There were no signs of injury or wounds to Barnes when her body was found, Maryland State Police Superintendent Col. Terrence Sheridan said Thursday. The cause and how she and the other man died have not been determined and it is not clear if there is any connection between the two. Neither body had clothes on.

State police have 12 homicide investigators working with city police on the investigation and police are plotting out areas of the river to search, Sheridan said.

"We're not going to spare any expense to try to find out what happened to these two people," he said. "It's going to take a lot of work."

The Susquehanna is a cold river and it is possible Barnes' body had been in the river since shortly after her disappearance and was only recently stirred up by warmer weather and storms, Sheridan said.

Barnes' family and friends had raised more than $35,000 in reward money to help solve the case. Her mother and stepfather declined to comment on the identification of the body.

Soon after the teen vanished, Baltimore police alerted local media saying her disappearance was unusual because she had no history of disputes with her family or trouble with the law. Police called it one of the strangest and most vexing missing persons cases they had investigated, and, despite getting help from the FBI, they had few leads.

Police spokesman Anthony Guglielmi began describing it as "Baltimore's Natalee Holloway case." The Barnes case did not get as much attention as the disappearance of the Alabama teen in Aruba, but Barnes' mother said in January she did not feel slighted.

"My daughter is not the only child that's missing. Other children need their time, too," Janice Sallis said. "I appreciate all that has been done for her and us thus far, and it's quality, not quantity, that's important to me."

Police worked to keep the search for Barnes in public, posting a smiling photo of Barnes from her Facebook page on electronic billboards along highways in the Baltimore region. The effort spurred scores of tips, but none panned out.

More than 100 police officers combed a northwest Baltimore park in the weeks after she vanished, but found no clues to her whereabouts. Earlier this month, hundreds of law enforcement officers and volunteers searched a state park south of Baltimore and leafleted the area of the city where she was last seen. That daylong effort again failed to turn up any clues and police said they were "back at square one."

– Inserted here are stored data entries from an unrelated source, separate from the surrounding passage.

//! Establishing the single TCP connection of a session.

use std::io;
use std::net::SocketAddr;

use tokio::net::{TcpListener, TcpStream, ToSocketAddrs};
use tracing::info;

/// A bound listening socket that accepts exactly one peer.
#[derive(Debug)]
pub struct PeerListener {
    listener: TcpListener,
}

impl PeerListener {
    /// Binds the listening socket. Bind errors surface here, before any
    /// session starts.
    pub async fn bind(addr: impl ToSocketAddrs) -> io::Result<Self> {
        let listener = TcpListener::bind(addr).await?;
        Ok(Self { listener })
    }

    pub fn local_addr(&self) -> io::Result<SocketAddr> {
        self.listener.local_addr()
    }

    /// Accepts one connection and closes the listening socket.
    pub async fn accept_one(self) -> io::Result<TcpStream> {
        let (stream, peer) = self.listener.accept().await?;
        info!(%peer, "accepted peer connection");
        Ok(stream)
    }
}

/// How a session obtains its connection.
#[derive(Debug)]
pub enum Role {
    /// Wait for one inbound connection on an already bound socket.
    Listen(PeerListener),
    /// Open one outbound connection.
    Dial { host: String, port: u16 },
}

impl Role {
    pub fn dial(host: impl Into<String>, port: u16) -> Self {
        Self::Dial {
            host: host.into(),
            port,
        }
    }
}

/// Produces the session's connection for `role`.
pub async fn establish(role: Role) -> io::Result<TcpStream> {
    let stream = match role {
        Role::Listen(listener) => listener.accept_one().await?,
        Role::Dial { host, port } => {
            let stream = TcpStream::connect((host.as_str(), port)).await?;
            info!(%host, port, "connected to peer");
            stream
        }
    };
    stream.set_nodelay(true)?;
    Ok(stream)
}

#[cfg(test)]
#[allow(clippy::unwrap_used)]
mod tests {
    use super::*;
    use tokio::io::{AsyncReadExt, AsyncWriteExt};

    #[tokio::test]
    async fn test_listener_and_dialer_connect() {
        let listener = PeerListener::bind("127.0.0.1:0").await.unwrap();
        let port = listener.local_addr().unwrap().port();

        let (accepted, dialed) = tokio::join!(
            establish(Role::Listen(listener)),
            establish(Role::dial("127.0.0.1", port))
        );
        let mut accepted = accepted.unwrap();
        let mut dialed = dialed.unwrap();

        dialed.write_all(b"ping").await.unwrap();
        let mut buf = [0u8; 4];
        accepted.read_exact(&mut buf).await.unwrap();
        assert_eq!(&buf, b"ping");
    }

    #[tokio::test]
    async fn test_listener_stops_accepting_after_first_peer() {
        let listener = PeerListener::bind("127.0.0.1:0").await.unwrap();
        let addr = listener.local_addr().unwrap();

        let (accepted, _first) = tokio::join!(
            establish(Role::Listen(listener)),
            TcpStream::connect(addr)
        );
        accepted.unwrap();

        assert!(TcpStream::connect(addr).await.is_err());
    }

    #[tokio::test]
    async fn test_dial_refused() {
        // Bind then drop to obtain a port nobody listens on
        let port = {
            let listener = PeerListener::bind("127.0.0.1:0").await.unwrap();
            listener.local_addr().unwrap().port()
        };

        assert!(establish(Role::dial("127.0.0.1", port)).await.is_err());
    }

    #[tokio::test]
    async fn test_bind_conflict_is_reported() {
        let first = PeerListener::bind("127.0.0.1:0").await.unwrap();
        let addr = first.local_addr().unwrap();

        assert!(PeerListener::bind(addr).await.is_err());
    }
}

It was a tattoo on the body found in the river that gave authorities their first indication they had found Barnes. Descriptions of Barnes that circulated since her disappearance included a rose tattoo on her lower right leg.

Telling Sallis her daughter was dead was a horrible experience, Baltimore Police Commissioner Frederick Bealefeld said.

"It's the worst possible news you can give to any mother," he said. "It's the last bit of news they ever want to hear."

Russell Barnes, who lives in Atlanta, said he would soon travel to Baltimore to be with his family. Now the focus can turn to learning how Phylicia died and making sure those responsible for her death face justice.

"They have taken our angel away from us," he said.